» Work item:
What lines below include the string "Sensitivity"? Pick them out and copy them.

» Dataset excerpts:
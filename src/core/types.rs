//! Core data types for the probeset ranker.

use crate::core::error::{RankerError, Result};
use serde::{Deserialize, Serialize};
use std::fmt;
use std::str::FromStr;

/// Column index of a feature (probeset) in the dataset.
pub type FeatureIndex = usize;

/// Row index of a sample in the dataset.
pub type SampleIndex = usize;

/// A feature together with the score it was ranked by.
///
/// `aux` is the auxiliary statistic reported next to the score, for example
/// the t statistic behind a p-value derived score.
#[derive(Debug, Clone, Copy, PartialEq, Serialize, Deserialize)]
pub struct FeatureScore {
    /// Column index of the feature
    pub feature: FeatureIndex,
    /// Ranking key, higher is better
    pub score: f64,
    /// Auxiliary statistic for reporting
    pub aux: Option<f64>,
}

impl FeatureScore {
    /// Create a score without an auxiliary statistic
    pub fn new(feature: FeatureIndex, score: f64) -> Self {
        FeatureScore {
            feature,
            score,
            aux: None,
        }
    }

    /// Create a score carrying an auxiliary statistic
    pub fn with_aux(feature: FeatureIndex, score: f64, aux: f64) -> Self {
        FeatureScore {
            feature,
            score,
            aux: Some(aux),
        }
    }
}

/// Output of a trained model for one sample.
#[derive(Debug, Clone, Copy, PartialEq)]
pub struct Prediction {
    /// Raw decision function value
    pub decision_value: f64,
    /// Estimated probability of the positive class
    pub probability: f64,
}

impl Prediction {
    /// Create a new prediction
    pub fn new(decision_value: f64, probability: f64) -> Self {
        Prediction {
            decision_value,
            probability,
        }
    }

    /// Predicted class, positive when the probability reaches the threshold
    pub fn is_positive(&self) -> bool {
        self.probability >= crate::core::constants::PROBABILITY_THRESHOLD
    }
}

/// Named performance measures computed by cross-validation.
#[derive(Debug, Clone, Copy, PartialEq, Eq, Hash, Serialize, Deserialize)]
#[serde(rename_all = "lowercase")]
pub enum MeasureType {
    /// Area under the ROC curve
    Auc,
    /// Accuracy
    Accuracy,
    /// F-measure (F1)
    FMeasure,
    /// Precision (positive predictive value)
    Precision,
    /// Recall
    Recall,
    /// Sensitivity (true positive rate)
    Sensitivity,
    /// Specificity (true negative rate)
    Specificity,
    /// Root mean squared error of the probability estimates
    Rmse,
    /// Matthews correlation coefficient
    Mcc,
}

impl MeasureType {
    /// All supported measures in canonical order
    pub const ALL: [MeasureType; 9] = [
        MeasureType::Auc,
        MeasureType::Accuracy,
        MeasureType::FMeasure,
        MeasureType::Precision,
        MeasureType::Recall,
        MeasureType::Sensitivity,
        MeasureType::Specificity,
        MeasureType::Rmse,
        MeasureType::Mcc,
    ];

    /// Short name used in reports
    pub fn name(&self) -> &'static str {
        match self {
            MeasureType::Auc => "auc",
            MeasureType::Accuracy => "acc",
            MeasureType::FMeasure => "f",
            MeasureType::Precision => "precision",
            MeasureType::Recall => "recall",
            MeasureType::Sensitivity => "sensitivity",
            MeasureType::Specificity => "specificity",
            MeasureType::Rmse => "rmse",
            MeasureType::Mcc => "mcc",
        }
    }

    /// Value substituted when the measure is undefined for a fold.
    ///
    /// AUC falls back to a random ranking, RMSE to the worst error of a
    /// probability, every rate to zero.
    pub fn nan_sentinel(&self) -> f64 {
        match self {
            MeasureType::Auc => 0.5,
            MeasureType::Rmse => 1.0,
            _ => 0.0,
        }
    }

    /// Parse a list of measure names, keeping request order
    pub fn parse_list<S: AsRef<str>>(names: &[S]) -> Result<Vec<MeasureType>> {
        if names.is_empty() {
            return Err(RankerError::invalid_argument(
                "measures",
                "[]",
                "at least one measure is required",
            ));
        }
        let mut parsed = Vec::with_capacity(names.len());
        for name in names {
            let measure: MeasureType = name.as_ref().parse()?;
            if parsed.contains(&measure) {
                return Err(RankerError::invalid_argument(
                    "measures",
                    name.as_ref(),
                    "measure requested twice",
                ));
            }
            parsed.push(measure);
        }
        Ok(parsed)
    }
}

impl fmt::Display for MeasureType {
    fn fmt(&self, f: &mut fmt::Formatter<'_>) -> fmt::Result {
        write!(f, "{}", self.name())
    }
}

impl FromStr for MeasureType {
    type Err = RankerError;

    fn from_str(s: &str) -> Result<Self> {
        match s.trim().to_lowercase().as_str() {
            "auc" | "roc_auc" => Ok(MeasureType::Auc),
            "acc" | "accuracy" => Ok(MeasureType::Accuracy),
            "f" | "f1" | "fmeasure" | "f_measure" => Ok(MeasureType::FMeasure),
            "precision" | "ppv" => Ok(MeasureType::Precision),
            "recall" => Ok(MeasureType::Recall),
            "sensitivity" | "tpr" => Ok(MeasureType::Sensitivity),
            "specificity" | "tnr" => Ok(MeasureType::Specificity),
            "rmse" => Ok(MeasureType::Rmse),
            "mcc" | "matthews" => Ok(MeasureType::Mcc),
            other => Err(RankerError::invalid_argument(
                "measure",
                other,
                "unknown performance measure",
            )),
        }
    }
}

/// Verbosity level mapped onto the `log` filter
#[derive(Debug, Clone, Copy, PartialEq, Eq, Serialize, Deserialize)]
#[serde(rename_all = "lowercase")]
pub enum VerbosityLevel {
    /// Only errors
    Silent,
    /// Warnings and errors
    Warning,
    /// General progress information
    Info,
    /// Per-fold and per-round detail
    Debug,
}

impl Default for VerbosityLevel {
    fn default() -> Self {
        VerbosityLevel::Info
    }
}

impl VerbosityLevel {
    /// Filter string understood by `env_logger`
    pub fn as_filter(&self) -> &'static str {
        match self {
            VerbosityLevel::Silent => "error",
            VerbosityLevel::Warning => "warn",
            VerbosityLevel::Info => "info",
            VerbosityLevel::Debug => "debug",
        }
    }
}

#[cfg(test)]
mod tests {
    use super::*;

    #[test]
    fn test_measure_parsing() {
        assert_eq!("AUC".parse::<MeasureType>().unwrap(), MeasureType::Auc);
        assert_eq!("accuracy".parse::<MeasureType>().unwrap(), MeasureType::Accuracy);
        assert_eq!(" f ".parse::<MeasureType>().unwrap(), MeasureType::FMeasure);
        assert!("kappa".parse::<MeasureType>().is_err());
    }

    #[test]
    fn test_measure_list_keeps_order() {
        let parsed = MeasureType::parse_list(&["mcc", "auc", "acc"]).unwrap();
        assert_eq!(parsed, vec![MeasureType::Mcc, MeasureType::Auc, MeasureType::Accuracy]);

        assert!(MeasureType::parse_list::<&str>(&[]).is_err());
        assert!(MeasureType::parse_list(&["auc", "AUC"]).is_err());
    }

    #[test]
    fn test_measure_names_round_trip() {
        for measure in MeasureType::ALL {
            assert_eq!(measure.name().parse::<MeasureType>().unwrap(), measure);
        }
    }

    #[test]
    fn test_prediction_threshold() {
        assert!(Prediction::new(0.0, 0.5).is_positive());
        assert!(!Prediction::new(-1.0, 0.2).is_positive());
    }
}
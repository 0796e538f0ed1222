//! Repeated, seeded cross-validation of a fixed feature set.

use crate::core::constants::*;
use crate::core::error::{RankerError, Result};
use crate::core::traits::{Model, Trainer};
use crate::core::types::{FeatureIndex, MeasureType, Prediction, SampleIndex};
use crate::cv::partition::{FoldAssignment, FoldPartitioner};
use crate::dataset::BinaryDataset;
use crate::metrics_eval::compute_measure;
use rayon::prelude::*;
use serde::{Deserialize, Serialize};

/// Cross-validation configuration
#[derive(Debug, Clone, PartialEq, Serialize, Deserialize)]
pub struct CrossValidationConfig {
    /// Number of folds per round
    pub fold_count: usize,
    /// Number of rounds, each with its own partition
    pub repeat_count: usize,
    /// Base seed; round `r` partitions with `seed + r`
    pub seed: u64,
    /// Measures to compute, in report order
    pub measures: Vec<MeasureType>,
    /// Train the folds of a round on the rayon pool
    pub parallel: bool,
}

impl CrossValidationConfig {
    /// Create a configuration with default settings
    pub fn new() -> Self {
        CrossValidationConfig {
            fold_count: DEFAULT_FOLD_COUNT,
            repeat_count: DEFAULT_REPEAT_COUNT,
            seed: DEFAULT_SEED,
            measures: vec![MeasureType::Auc, MeasureType::Accuracy, MeasureType::FMeasure],
            parallel: false,
        }
    }

    /// Set the number of folds
    pub fn with_fold_count(mut self, fold_count: usize) -> Self {
        self.fold_count = fold_count;
        self
    }

    /// Set the number of rounds
    pub fn with_repeat_count(mut self, repeat_count: usize) -> Self {
        self.repeat_count = repeat_count;
        self
    }

    /// Set the base seed
    pub fn with_seed(mut self, seed: u64) -> Self {
        self.seed = seed;
        self
    }

    /// Set the measures to compute
    pub fn with_measures(mut self, measures: Vec<MeasureType>) -> Self {
        self.measures = measures;
        self
    }

    /// Enable or disable parallel fold training
    pub fn with_parallel(mut self, parallel: bool) -> Self {
        self.parallel = parallel;
        self
    }
}

impl Default for CrossValidationConfig {
    fn default() -> Self {
        Self::new()
    }
}

/// Aggregate of one measure over all evaluations of a run
#[derive(Debug, Clone, PartialEq, Serialize, Deserialize)]
pub struct MeasureValue {
    /// Measure
    pub measure: MeasureType,
    /// Arithmetic mean over all evaluations
    pub mean: f64,
    /// Population standard deviation over all evaluations
    pub std_dev: f64,
    /// Evaluations whose raw value was NaN and was replaced by the sentinel
    pub normalized: usize,
    /// Value of every evaluation, round-major then fold order
    pub values: Vec<f64>,
}

impl MeasureValue {
    fn from_values(measure: MeasureType, values: Vec<f64>, normalized: usize) -> Self {
        let n = values.len() as f64;
        let mean = values.iter().sum::<f64>() / n;
        let variance = values.iter().map(|v| (v - mean) * (v - mean)).sum::<f64>() / n;
        MeasureValue {
            measure,
            mean,
            std_dev: variance.sqrt(),
            normalized,
            values,
        }
    }
}

/// Aggregated result of a cross-validation run.
///
/// Measures keep the order they were requested in.
#[derive(Debug, Clone, PartialEq, Serialize, Deserialize)]
pub struct EvaluationMeasure {
    entries: Vec<MeasureValue>,
    evaluations: usize,
    leave_one_out: bool,
}

impl EvaluationMeasure {
    /// Mean value of a measure by name
    pub fn get(&self, name: &str) -> Option<f64> {
        let measure: MeasureType = name.parse().ok()?;
        self.value(measure)
    }

    /// Mean value of a measure
    pub fn value(&self, measure: MeasureType) -> Option<f64> {
        self.entry(measure).map(|e| e.mean)
    }

    /// Full aggregate of a measure
    pub fn entry(&self, measure: MeasureType) -> Option<&MeasureValue> {
        self.entries.iter().find(|e| e.measure == measure)
    }

    /// Number of NaN values normalised for a measure
    pub fn normalized(&self, measure: MeasureType) -> usize {
        self.entry(measure).map_or(0, |e| e.normalized)
    }

    /// `(name, mean)` pairs in request order
    pub fn iter(&self) -> impl Iterator<Item = (&'static str, f64)> + '_ {
        self.entries.iter().map(|e| (e.measure.name(), e.mean))
    }

    /// Every aggregate in request order
    pub fn entries(&self) -> &[MeasureValue] {
        &self.entries
    }

    /// Measures in request order
    pub fn measures(&self) -> Vec<MeasureType> {
        self.entries.iter().map(|e| e.measure).collect()
    }

    /// Number of evaluations averaged per measure
    pub fn evaluations(&self) -> usize {
        self.evaluations
    }

    /// Whether the run pooled leave-one-out predictions
    pub fn is_leave_one_out(&self) -> bool {
        self.leave_one_out
    }
}

/// Runs repeated cross-validation with a borrowed trainer
#[derive(Debug, Clone, Default)]
pub struct CrossValidationEvaluator {
    config: CrossValidationConfig,
}

impl CrossValidationEvaluator {
    /// Create an evaluator
    pub fn new(config: CrossValidationConfig) -> Self {
        CrossValidationEvaluator { config }
    }

    /// Evaluator configuration
    pub fn config(&self) -> &CrossValidationConfig {
        &self.config
    }

    /// Cross-validate `features` on `data`.
    ///
    /// Every round partitions with a stratified [`FoldPartitioner`] seeded
    /// with `seed + round`, trains a fresh model on each fold complement and
    /// scores the held-out fold. The same seed always yields the same folds,
    /// whatever feature set is evaluated.
    pub fn evaluate<T: Trainer>(
        &self,
        trainer: &T,
        data: &BinaryDataset,
        features: &[FeatureIndex],
    ) -> Result<EvaluationMeasure> {
        let config = &self.config;
        self.validate(data, features)?;

        let classes = data.classes();
        let positives: Vec<bool> = (0..data.num_samples()).map(|s| data.is_positive(s)).collect();
        let leave_one_out = config.fold_count == data.num_samples();

        let mut repeat_count = config.repeat_count;
        if leave_one_out && repeat_count > 1 {
            log::warn!(
                "Leave-one-out partitions do not depend on the seed, running 1 round instead of {}",
                repeat_count
            );
            repeat_count = 1;
        }

        log::info!(
            "Cross-validating {} features with {}: {} folds × {} rounds, seed {}",
            features.len(),
            trainer.name(),
            config.fold_count,
            repeat_count,
            config.seed
        );

        let mut collected: Vec<Vec<f64>> = vec![Vec::new(); config.measures.len()];
        let mut normalized = vec![0usize; config.measures.len()];

        for round in 0..repeat_count {
            let round_seed = config.seed.wrapping_add(round as u64);
            let folds = FoldPartitioner::partition_stratified(&classes, config.fold_count, round_seed)?;
            let fold_predictions = self.predict_folds(trainer, data, features, &folds, round)?;

            if leave_one_out {
                // single-sample folds: score the pooled predictions of the round
                let mut pooled = Vec::with_capacity(data.num_samples());
                let mut pooled_truth = Vec::with_capacity(data.num_samples());
                for (fold, predictions) in fold_predictions.iter().enumerate() {
                    pooled.extend_from_slice(predictions);
                    pooled_truth.extend(folds.test_indices(fold).iter().map(|&s| positives[s]));
                }
                self.record(&pooled, &pooled_truth, round, None, &mut collected, &mut normalized);
            } else {
                for (fold, predictions) in fold_predictions.iter().enumerate() {
                    let truth: Vec<bool> = folds.test_indices(fold).iter().map(|&s| positives[s]).collect();
                    self.record(predictions, &truth, round, Some(fold), &mut collected, &mut normalized);
                }
            }
        }

        let entries: Vec<MeasureValue> = config
            .measures
            .iter()
            .zip(collected)
            .zip(normalized)
            .map(|((&measure, values), nan_count)| {
                if nan_count > 0 {
                    log::warn!(
                        "{}: {} of {} evaluations undefined, counted as {}",
                        measure,
                        nan_count,
                        values.len(),
                        measure.nan_sentinel()
                    );
                }
                MeasureValue::from_values(measure, values, nan_count)
            })
            .collect();
        let evaluations = entries.first().map_or(0, |e| e.values.len());

        let result = EvaluationMeasure {
            entries,
            evaluations,
            leave_one_out,
        };
        for (name, value) in result.iter() {
            log::info!("  {} = {:.4}", name, value);
        }
        Ok(result)
    }

    fn validate(&self, data: &BinaryDataset, features: &[FeatureIndex]) -> Result<()> {
        let config = &self.config;
        if features.is_empty() {
            return Err(RankerError::invalid_argument(
                "features",
                "[]",
                "at least one feature is required",
            ));
        }
        data.check_features(features)?;
        if config.repeat_count == 0 {
            return Err(RankerError::invalid_argument(
                "repeat_count",
                "0",
                "at least one round is required",
            ));
        }
        if config.measures.is_empty() {
            return Err(RankerError::invalid_argument(
                "measures",
                "[]",
                "at least one measure is required",
            ));
        }
        Ok(())
    }

    /// Train and predict every fold of one round, in fold order
    fn predict_folds<T: Trainer>(
        &self,
        trainer: &T,
        data: &BinaryDataset,
        features: &[FeatureIndex],
        folds: &FoldAssignment,
        round: usize,
    ) -> Result<Vec<Vec<Prediction>>> {
        let run_fold = |fold: usize| -> Result<Vec<Prediction>> {
            let train_rows = folds.train_indices(fold);
            let test_rows = folds.test_indices(fold);
            log::debug!(
                "Round {} fold {}: {} training, {} held out",
                round,
                fold,
                train_rows.len(),
                test_rows.len()
            );
            let model = trainer
                .train(data, &train_rows, features)
                .map_err(|e| e.in_training(round, Some(fold)))?;
            Ok(predict_rows(&model, data, test_rows))
        };

        let results: Vec<Result<Vec<Prediction>>> = if self.config.parallel {
            (0..folds.fold_count()).into_par_iter().map(run_fold).collect()
        } else {
            (0..folds.fold_count()).map(run_fold).collect()
        };
        // collected in fold order: the lowest failing fold is reported
        results.into_iter().collect()
    }

    fn record(
        &self,
        predictions: &[Prediction],
        truth: &[bool],
        round: usize,
        fold: Option<usize>,
        collected: &mut [Vec<f64>],
        normalized: &mut [usize],
    ) {
        for (i, &measure) in self.config.measures.iter().enumerate() {
            let raw = compute_measure(measure, predictions, truth);
            let value = if raw.is_nan() {
                normalized[i] += 1;
                log::debug!(
                    "Round {}{}: {} undefined, using {}",
                    round,
                    fold.map(|f| format!(" fold {}", f)).unwrap_or_default(),
                    measure,
                    measure.nan_sentinel()
                );
                measure.nan_sentinel()
            } else {
                raw
            };
            collected[i].push(value);
        }
    }
}

fn predict_rows<M: Model>(model: &M, data: &BinaryDataset, rows: &[SampleIndex]) -> Vec<Prediction> {
    rows.iter().map(|&row| model.predict(data.row(row))).collect()
}

/// Cross-validate with explicit parameters.
///
/// Shorthand for building a [`CrossValidationEvaluator`] and calling
/// [`CrossValidationEvaluator::evaluate`] sequentially.
pub fn cross_validate<T: Trainer>(
    trainer: &T,
    data: &BinaryDataset,
    features: &[FeatureIndex],
    fold_count: usize,
    repeat_count: usize,
    seed: u64,
    measures: &[MeasureType],
) -> Result<EvaluationMeasure> {
    let config = CrossValidationConfig::new()
        .with_fold_count(fold_count)
        .with_repeat_count(repeat_count)
        .with_seed(seed)
        .with_measures(measures.to_vec());
    CrossValidationEvaluator::new(config).evaluate(trainer, data, features)
}
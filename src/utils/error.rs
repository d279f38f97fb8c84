// ============================================================================
// 统一错误类型定义
// 使用 thiserror 派生宏，所有组件统一返回 AppResult
// ============================================================================

use thiserror::Error;

/// 应用统一错误枚举
///
/// 每个变体对应一类错误，组件遇错立即返回，不做重试。
/// 由命令层（CLI）负责捕获并展示给用户。
#[derive(Debug, Error)]
pub enum AppError {
    /// 文件不存在（主脚本、版本文件、虚拟环境激活脚本等）
    #[error("文件不存在：{0}")]
    NotFound(String),

    /// 格式错误（版本信息文件无法解析、图像无法解码）
    #[error("格式错误：{0}")]
    FormatError(String),

    /// 文件系统 IO 错误（目录无法读取、文件无法写入）
    #[error("IO 错误：{0}")]
    IoError(#[from] std::io::Error),

    /// 参数验证失败（如未指定主脚本或输出目录）
    #[error("验证失败：{0}")]
    ValidationError(String),

    /// 无法启动打包窗口
    #[error("启动打包失败：{0}")]
    LaunchError(String),

    /// 配置文件读取或解析失败
    #[error("配置错误：{0}")]
    ConfigError(String),
}

/// 便捷类型别名，统一项目内的 Result 签名
pub type AppResult<T> = Result<T, AppError>;

impl AppError {
    /// 带路径上下文的 IO 错误，保留原始 ErrorKind
    pub fn io_with_path(path: &std::path::Path, err: std::io::Error) -> Self {
        AppError::IoError(std::io::Error::new(
            err.kind(),
            format!("{}: {}", path.display(), err),
        ))
    }
}
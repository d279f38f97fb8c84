// ============================================================================
// 图标转换服务：将常见图像（PNG、JPG 等）转换为多尺寸 ICO 文件
// ============================================================================

use std::fs::File;
use std::io::BufWriter;
use std::path::{Path, PathBuf};

use image::imageops::FilterType;

use crate::services::ICON_SIZES;
use crate::utils::error::{AppError, AppResult};

/// 是否需要转换（已经是 .ico 的图标直接使用）
pub fn needs_conversion(icon_path: &Path) -> bool {
    !icon_path
        .extension()
        .map(|ext| ext.eq_ignore_ascii_case("ico"))
        .unwrap_or(false)
}

/// 将图像文件转换为 ICO
///
/// 未指定输出路径时，将源文件扩展名替换为 `.ico`。
/// 源文件不存在或无法解码时返回 FormatError，且不会生成输出文件。
pub fn convert_to_ico(image_path: &Path, output_path: Option<&Path>) -> AppResult<PathBuf> {
    let output = output_path
        .map(Path::to_path_buf)
        .unwrap_or_else(|| image_path.with_extension("ico"));

    let img = image::open(image_path).map_err(|e| {
        log::error!("转换图标时出错: {}", e);
        AppError::FormatError(format!("无法解码图像 {}: {}", image_path.display(), e))
    })?;
    let rgba = img.to_rgba8();

    let mut icon_dir = ico::IconDir::new(ico::ResourceType::Icon);
    for &size in ICON_SIZES {
        let resized = image::imageops::resize(&rgba, size, size, FilterType::Lanczos3);
        let icon_image = ico::IconImage::from_rgba_data(size, size, resized.into_raw());
        let entry = ico::IconDirEntry::encode(&icon_image).map_err(|e| {
            AppError::FormatError(format!("无法编码 {}x{} 图标: {}", size, size, e))
        })?;
        icon_dir.add_entry(entry);
    }

    let file = File::create(&output).map_err(|e| AppError::io_with_path(&output, e))?;

    // 写入失败时删除不完整的输出文件
    let guard_path = output.clone();
    let guard = scopeguard::guard((), move |_| {
        let _ = std::fs::remove_file(&guard_path);
    });

    icon_dir
        .write(BufWriter::new(file))
        .map_err(|e| AppError::io_with_path(&output, e))?;

    scopeguard::ScopeGuard::into_inner(guard);

    log::info!(
        "成功将 {} 转换为图标文件 {}",
        image_path.display(),
        output.display()
    );
    Ok(output)
}

// ============================================================================
// 单元测试
// ============================================================================

#[cfg(test)]
mod tests {
    use super::*;
    use std::fs;
    use tempfile::TempDir;

    fn write_png(path: &Path, width: u32, height: u32) {
        let img = image::RgbaImage::from_pixel(width, height, image::Rgba([200, 40, 40, 255]));
        img.save(path).unwrap();
    }

    fn read_sizes(ico_path: &Path) -> Vec<u32> {
        let file = fs::File::open(ico_path).unwrap();
        let dir = ico::IconDir::read(file).unwrap();
        dir.entries().iter().map(|e| e.width()).collect()
    }

    #[test]
    fn test_convert_png_default_output() {
        let dir = TempDir::new().unwrap();
        let png = dir.path().join("logo.png");
        write_png(&png, 300, 200);

        let ico_path = convert_to_ico(&png, None).unwrap();
        assert_eq!(ico_path, dir.path().join("logo.ico"));
        assert!(ico_path.exists());
        assert_eq!(read_sizes(&ico_path), vec![16, 32, 48, 64, 128]);
    }

    #[test]
    fn test_convert_png_explicit_output() {
        let dir = TempDir::new().unwrap();
        let png = dir.path().join("logo.png");
        write_png(&png, 64, 64);
        let target = dir.path().join("app-icon.ico");

        let ico_path = convert_to_ico(&png, Some(target.as_path())).unwrap();
        assert_eq!(ico_path, target);
        assert!(target.exists());
        assert!(!dir.path().join("logo.ico").exists());
    }

    #[test]
    fn test_convert_missing_image_is_format_error() {
        let dir = TempDir::new().unwrap();
        let missing = dir.path().join("missing.png");

        let result = convert_to_ico(&missing, None);
        assert!(matches!(result, Err(AppError::FormatError(_))));
        assert!(!dir.path().join("missing.ico").exists());
    }

    #[test]
    fn test_convert_corrupt_image_is_format_error() {
        let dir = TempDir::new().unwrap();
        let corrupt = dir.path().join("broken.png");
        fs::write(&corrupt, b"definitely not a png").unwrap();

        let result = convert_to_ico(&corrupt, None);
        assert!(matches!(result, Err(AppError::FormatError(_))));
        assert!(!dir.path().join("broken.ico").exists());
    }

    #[test]
    fn test_needs_conversion() {
        assert!(needs_conversion(Path::new("logo.png")));
        assert!(needs_conversion(Path::new("logo")));
        assert!(!needs_conversion(Path::new("logo.ICO")));
    }
}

» Response:
    /// Sensitivity (true positive rate)
    Sensitivity,
        MeasureType::Sensitivity,
            MeasureType::Sensitivity => "sensitivity",
            "sensitivity" | "tpr" => Ok(MeasureType::Sensitivity),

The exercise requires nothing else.